He stands alone on a mountain of regret and
self loathing.
His winter coat looks ratty and he cannot seem to stop shaking from the cold.
It is summer, but it is a summer spent in a cold climate, soaking wet.
Somewhere within himself he hopes to find that which is not lost yet is misplaced,
A simple melody of resolve and
self-confidence to get him through the day.
He has no more comrades. He is alone, and somehow this has made him stronger.
He may die today. But he can survive.
He needs to know what it is he is surviving for first.
He was a simple boy, but he went to
war, and war changed him.
It shamed his family to know he was a murderer. He shamed his
country with his mere existence. He knew this, but he was disconnected from what
America was or what America even ment now.

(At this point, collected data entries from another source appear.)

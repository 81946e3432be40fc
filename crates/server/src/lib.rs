//! Speech gateway server
//!
//! HTTP endpoints for speech-to-text, text-to-speech, translation,
//! speech-to-speech and feedback collection.

pub mod auth;
pub mod http;
pub mod state;

pub use auth::AdminKey;
pub use http::create_router;
pub use state::AppState;

use axum::extract::multipart::{MultipartError, MultipartRejection};
use axum::extract::rejection::JsonRejection;
use axum::http::StatusCode;
use axum::response::{IntoResponse, Response};
use axum::Json;
use thiserror::Error;

use audiogen_core::{AuthError, Error};
use audiogen_persistence::PersistenceError;

/// Detail returned in place of internal error messages
pub const INTERNAL_DETAIL: &str = "Internal server error";

/// Server errors
///
/// Rendered as `{"detail": "<message>"}`.
#[derive(Error, Debug)]
pub enum ServerError {
    #[error(transparent)]
    Core(#[from] Error),

    /// The request body could not be extracted
    #[error("{detail}")]
    Rejected { status: StatusCode, detail: String },
}

impl ServerError {
    pub fn status(&self) -> StatusCode {
        match self {
            ServerError::Core(err) => match err {
                Error::Validation(_) => StatusCode::BAD_REQUEST,
                Error::Auth(AuthError::Missing) => StatusCode::UNAUTHORIZED,
                Error::Auth(AuthError::Invalid) => StatusCode::FORBIDDEN,
                Error::Configuration(_)
                | Error::Upstream(_)
                | Error::MalformedResponse(_)
                | Error::Internal(_) => StatusCode::INTERNAL_SERVER_ERROR,
            },
            ServerError::Rejected { status, .. } => *status,
        }
    }

    fn detail(&self) -> String {
        match self {
            ServerError::Core(Error::Internal(_)) => INTERNAL_DETAIL.to_string(),
            other => other.to_string(),
        }
    }
}

impl IntoResponse for ServerError {
    fn into_response(self) -> Response {
        let status = self.status();
        if status.is_server_error() {
            match &self {
                ServerError::Core(err) => {
                    tracing::error!(kind = err.kind(), error = %err, "Request failed")
                }
                ServerError::Rejected { detail, .. } => {
                    tracing::error!(error = %detail, "Request failed")
                }
            }
        }

        let body = serde_json::json!({ "detail": self.detail() });
        (status, Json(body)).into_response()
    }
}

impl From<PersistenceError> for ServerError {
    fn from(err: PersistenceError) -> Self {
        ServerError::Core(err.into())
    }
}

impl From<AuthError> for ServerError {
    fn from(err: AuthError) -> Self {
        ServerError::Core(err.into())
    }
}

impl From<JsonRejection> for ServerError {
    fn from(rejection: JsonRejection) -> Self {
        ServerError::Rejected {
            status: rejection.status(),
            detail: rejection.body_text(),
        }
    }
}

impl From<MultipartRejection> for ServerError {
    fn from(rejection: MultipartRejection) -> Self {
        ServerError::Rejected {
            status: rejection.status(),
            detail: rejection.body_text(),
        }
    }
}

impl From<MultipartError> for ServerError {
    fn from(err: MultipartError) -> Self {
        ServerError::Rejected {
            status: err.status(),
            detail: err.body_text(),
        }
    }
}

Betrayed by his nation, by his people, by his commanders.
Betrayed by everyone except the people who were trying to kill him.
He went to Vietnam, and
Vietnam changed him. It was warm, but it was war, and a chill crept up his spine.
If I ever saw him again I would say thanks.
For fighting for
peacenik asshole uncaring idiotic
quaker flagburners like myself.
And helping to fight a war we wouldn't fight.
He lived, but his soul died in
Vietnam. His body went on for a lot longer than he wanted it to.
He fixed that problem which I helped to create, and I am ashamed.
The sucessful conquest in Vietnam was the subjugation of the majority of a generation of American soldiers, by the American
Populace and The
United States
Government. Immorality and inhumanity won the day, back home.